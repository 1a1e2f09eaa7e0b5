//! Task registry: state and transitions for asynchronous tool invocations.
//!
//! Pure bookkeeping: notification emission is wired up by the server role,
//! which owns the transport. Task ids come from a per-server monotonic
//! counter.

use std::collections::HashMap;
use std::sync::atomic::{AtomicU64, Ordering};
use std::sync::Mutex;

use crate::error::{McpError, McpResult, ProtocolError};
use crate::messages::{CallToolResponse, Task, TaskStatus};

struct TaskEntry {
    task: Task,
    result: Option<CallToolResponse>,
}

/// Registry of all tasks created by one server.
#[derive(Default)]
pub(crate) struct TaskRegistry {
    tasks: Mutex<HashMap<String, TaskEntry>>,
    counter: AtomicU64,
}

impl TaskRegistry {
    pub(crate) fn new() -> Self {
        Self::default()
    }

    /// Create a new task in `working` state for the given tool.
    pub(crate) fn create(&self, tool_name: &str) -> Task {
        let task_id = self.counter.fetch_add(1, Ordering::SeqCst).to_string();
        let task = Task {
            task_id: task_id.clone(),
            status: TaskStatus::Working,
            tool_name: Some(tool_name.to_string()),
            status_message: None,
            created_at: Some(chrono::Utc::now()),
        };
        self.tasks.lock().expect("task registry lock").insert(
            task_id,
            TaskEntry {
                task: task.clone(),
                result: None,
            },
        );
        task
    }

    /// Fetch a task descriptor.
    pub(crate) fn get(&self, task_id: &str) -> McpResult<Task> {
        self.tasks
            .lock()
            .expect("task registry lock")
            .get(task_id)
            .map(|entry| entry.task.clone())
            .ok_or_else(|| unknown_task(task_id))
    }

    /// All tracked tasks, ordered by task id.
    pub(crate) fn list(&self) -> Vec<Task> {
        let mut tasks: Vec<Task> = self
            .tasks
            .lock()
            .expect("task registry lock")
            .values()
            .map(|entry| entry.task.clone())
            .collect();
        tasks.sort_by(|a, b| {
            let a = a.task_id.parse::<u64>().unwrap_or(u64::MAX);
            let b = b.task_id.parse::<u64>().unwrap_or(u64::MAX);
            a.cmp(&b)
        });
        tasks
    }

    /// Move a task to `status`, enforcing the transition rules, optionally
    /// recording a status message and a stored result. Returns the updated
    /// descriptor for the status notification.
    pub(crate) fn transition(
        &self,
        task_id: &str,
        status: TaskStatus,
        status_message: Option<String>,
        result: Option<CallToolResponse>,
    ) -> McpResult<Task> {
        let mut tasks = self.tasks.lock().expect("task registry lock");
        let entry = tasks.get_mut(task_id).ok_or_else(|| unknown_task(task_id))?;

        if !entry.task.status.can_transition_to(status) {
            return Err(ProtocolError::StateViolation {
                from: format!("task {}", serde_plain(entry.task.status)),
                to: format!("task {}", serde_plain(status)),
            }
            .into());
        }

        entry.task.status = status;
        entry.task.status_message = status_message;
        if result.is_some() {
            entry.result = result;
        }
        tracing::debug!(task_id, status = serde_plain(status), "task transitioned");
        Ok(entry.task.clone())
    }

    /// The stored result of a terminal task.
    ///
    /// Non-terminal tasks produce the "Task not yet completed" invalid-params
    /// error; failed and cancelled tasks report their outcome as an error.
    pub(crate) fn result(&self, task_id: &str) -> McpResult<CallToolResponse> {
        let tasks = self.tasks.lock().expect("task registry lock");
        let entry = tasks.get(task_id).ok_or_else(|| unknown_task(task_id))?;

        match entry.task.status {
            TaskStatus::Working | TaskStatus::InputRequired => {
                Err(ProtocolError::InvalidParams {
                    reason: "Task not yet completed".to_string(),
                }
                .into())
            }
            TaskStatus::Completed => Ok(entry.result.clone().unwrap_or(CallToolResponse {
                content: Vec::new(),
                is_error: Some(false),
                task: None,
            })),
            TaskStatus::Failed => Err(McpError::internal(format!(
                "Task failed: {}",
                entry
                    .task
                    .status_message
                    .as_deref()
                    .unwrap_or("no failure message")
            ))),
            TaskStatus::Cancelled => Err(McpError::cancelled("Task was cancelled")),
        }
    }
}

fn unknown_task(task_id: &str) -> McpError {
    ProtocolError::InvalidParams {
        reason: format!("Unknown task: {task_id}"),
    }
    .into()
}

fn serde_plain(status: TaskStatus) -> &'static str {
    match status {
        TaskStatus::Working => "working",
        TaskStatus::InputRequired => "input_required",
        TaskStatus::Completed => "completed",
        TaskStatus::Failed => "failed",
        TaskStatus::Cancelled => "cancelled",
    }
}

□ □ □ □ □ □ □

> **DESCRIPTION OF THE TASK**:
Provide the count of lines in the records above that hold the word "Ordering", with no other text.

> **RESPONSE AREA**:
2